18/05/2026
“Trade over Aid”? Quando commercio e investimenti diventano la leva dominante della cooperazione internazionale, cosa succede allo sviluppo?
Nino Sergi, presidente emerito di Intersos e policy advisor di Link 2007, interviene su VITA Società Editoriale con un articolo che pone al centro una riflessione fondamentale: sviluppo economico e giustizia sociale non possono essere separati.
Crescita, benessere e diritti non si distribuiscono automaticamente, dipendono dalle condizioni che orientano commercio e investimenti. È qui che si misura la differenza tra una cooperazione concepita come politica pubblica e una ridotta a semplice leva di mercato.

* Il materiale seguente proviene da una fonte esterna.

//! Accumulation of weighted radiance samples into RGB pixels.
//!
//! Spectral radiance is first projected into the sensor's space by a `PixelSensor`. Pixels store
//! running sums in that space, and the output color space is only applied when a pixel is read.

use anyhow::ensure;
use rayon::prelude::*;
use tracing::warn;

use crate::spectrum::{spectrum_to_xyz, Rgb, RgbColorSpace, SampledSpectrum, SampledWavelengths};
use crate::{Float, Point2i};

/// Running weighted sum of sensor RGB values.
#[derive(Clone, Copy, Debug, Default, PartialEq)]
pub struct Pixel {
    pub rgb_sum: [f64; 3],
    pub weight_sum: f64,
}

impl Pixel {
    pub fn add_rgb(&mut self, rgb: Rgb, weight: Float) {
        for c in 0..3 {
            self.rgb_sum[c] += (weight * rgb[c]) as f64;
        }
        self.weight_sum += weight as f64;
    }

    /// The weighted average, or the (zero) sum when no weight has been accumulated.
    pub fn resolve(&self) -> Rgb {
        let [r, g, b] = self.rgb_sum;
        if self.weight_sum == 0.0 {
            return Rgb::new(r as Float, g as Float, b as Float);
        }
        let inv = 1.0 / self.weight_sum;
        Rgb::new((r * inv) as Float, (g * inv) as Float, (b * inv) as Float)
    }
}

pub trait PixelSensor: Send + Sync {
    /// Projects radiance carried at `lambda` into the sensor's RGB space.
    fn to_sensor_rgb(&self, l: &SampledSpectrum, lambda: &SampledWavelengths) -> Rgb;
}

/// A sensor whose responses are the CIE XYZ matching functions, normalized so that a
/// unit-radiance constant spectrum has Y = 1.
#[derive(Clone, Copy, Debug)]
pub struct XyzSensor {
    imaging_ratio: Float,
}

impl XyzSensor {
    pub fn new(imaging_ratio: Float) -> Self {
        Self { imaging_ratio }
    }
}

impl Default for XyzSensor {
    fn default() -> Self {
        Self::new(1.0)
    }
}

impl PixelSensor for XyzSensor {
    fn to_sensor_rgb(&self, l: &SampledSpectrum, lambda: &SampledWavelengths) -> Rgb {
        let [x, y, z] = spectrum_to_xyz(l, lambda);
        Rgb::new(x, y, z) * self.imaging_ratio
    }
}

/// One pixel of a film handed out for exclusive writing during a render pass.
pub struct FilmPixel<'a, S: PixelSensor> {
    p: Point2i,
    pixel: &'a mut Pixel,
    sensor: &'a S,
}

impl<S: PixelSensor> FilmPixel<'_, S> {
    pub fn p(&self) -> Point2i {
        self.p
    }

    pub fn add_sample(&mut self, l: &SampledSpectrum, lambda: &SampledWavelengths, weight: Float) {
        let rgb = self.sensor.to_sensor_rgb(l, lambda);
        add_checked(self.pixel, self.p, rgb, weight);
    }
}

fn add_checked(pixel: &mut Pixel, p: Point2i, rgb: Rgb, weight: Float) {
    if rgb.has_nans() || rgb.has_infs() {
        warn!(x = p.x, y = p.y, ?rgb, "non-finite sensor rgb added to pixel");
    }
    pixel.add_rgb(rgb, weight);
}

/// A film storing pixels in sensor space and resolving them to an RGB color space.
pub struct RgbFilm<S: PixelSensor = XyzSensor> {
    resolution: Point2i,
    pixels: Vec<Pixel>,
    sensor: S,
    color_space: &'static RgbColorSpace,
}

impl RgbFilm<XyzSensor> {
    pub fn new(resolution: (u32, u32), color_space: &'static RgbColorSpace) -> anyhow::Result<Self> {
        Self::with_sensor(resolution, XyzSensor::default(), color_space)
    }
}

impl<S: PixelSensor> RgbFilm<S> {
    pub fn with_sensor(resolution: (u32, u32), sensor: S, color_space: &'static RgbColorSpace) -> anyhow::Result<Self> {
        let (width, height) = resolution;
        ensure!(width > 0 && height > 0, "film resolution {}x{} has a zero dimension", width, height);
        ensure!(
            width <= i32::MAX as u32 && height <= i32::MAX as u32,
            "film resolution {}x{} is too large",
            width,
            height
        );

        Ok(Self {
            resolution: Point2i::new(width as i32, height as i32),
            pixels: crate::renderer::init_pixels(width as usize * height as usize),
            sensor,
            color_space,
        })
    }

    pub fn resolution(&self) -> Point2i {
        self.resolution
    }

    pub fn color_space(&self) -> &'static RgbColorSpace {
        self.color_space
    }

    fn index(&self, p: Point2i) -> usize {
        debug_assert!(p.x >= 0 && p.y >= 0 && p.x < self.resolution.x && p.y < self.resolution.y);
        p.y as usize * self.resolution.x as usize + p.x as usize
    }

    pub fn pixel(&self, p: Point2i) -> &Pixel {
        &self.pixels[self.index(p)]
    }

    pub fn add_sample(&mut self, p: Point2i, l: &SampledSpectrum, lambda: &SampledWavelengths, weight: Float) {
        let rgb = self.sensor.to_sensor_rgb(l, lambda);
        self.add_rgb(p, rgb, weight);
    }

    /// Adds a value that is already in sensor space.
    pub fn add_rgb(&mut self, p: Point2i, rgb: Rgb, weight: Float) {
        let i = self.index(p);
        add_checked(&mut self.pixels[i], p, rgb, weight);
    }

    /// The pixel's average converted to the output color space.
    pub fn get_pixel_rgb(&self, p: Point2i) -> Rgb {
        let sensor_rgb = self.pixel(p).resolve();
        self.color_space.to_rgb([sensor_rgb[0], sensor_rgb[1], sensor_rgb[2]])
    }

    pub fn reset(&mut self) {
        self.pixels.par_iter_mut().for_each(|p| *p = Pixel::default());
    }

    /// Every pixel with its raster position, each exclusively borrowed, in row-major order.
    pub fn par_pixels_mut(&mut self) -> impl IndexedParallelIterator<Item = FilmPixel<'_, S>> {
        let width = self.resolution.x as usize;
        let sensor = &self.sensor;
        self.pixels.par_iter_mut().enumerate().map(move |(i, pixel)| FilmPixel {
            p: Point2i::new((i % width) as i32, (i / width) as i32),
            pixel,
            sensor,
        })
    }

    /// Resolves every pixel into a floating point image in the output color space.
    pub fn to_rgb_image(&self) -> image::Rgb32FImage {
        let data: Vec<f32> = (0..self.pixels.len())
            .into_par_iter()
            .flat_map_iter(|i| {
                let x = (i % self.resolution.x as usize) as i32;
                let y = (i / self.resolution.x as usize) as i32;
                let rgb = self.get_pixel_rgb(Point2i::new(x, y));
                [rgb.r() as f32, rgb.g() as f32, rgb.b() as f32]
            })
            .collect();
        image::Rgb32FImage::from_fn(self.resolution.x as u32, self.resolution.y as u32, |x, y| {
            let i = 3 * (y as usize * self.resolution.x as usize + x as usize);
            image::Rgb([data[i], data[i + 1], data[i + 2]])
        })
    }
}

Con la legge 125/2014 e il , l’Italia ha già affermato un approccio integrato che tiene insieme cooperazione allo sviluppo e partnership economiche. Per questo dovrà misurarsi anche con la capacità della cooperazione italiana di tradurre questa impostazione in azione concreta.
Gli Usa promuovono il "Trade Over Aid", riducendo la cooperazione a leva di mercato. «A Coopera 2026», scrive Nino Sergi, presidente emerito dell'ong Intersos, «l'Italia dovrà riaffermare con coerenza che, con la legge 125 e il Piano Mattei, il Paese non aderisce a una logica di sostituzione dell’aiuto con il commercio, ma continuerà a promuovere un modello di “Aid and Trade” fondato su tre condizioni: orientamento pubblico allo sviluppo sostenibile, qualità sociale e ambientale degli investimenti, partenariati paritari con i Paesi».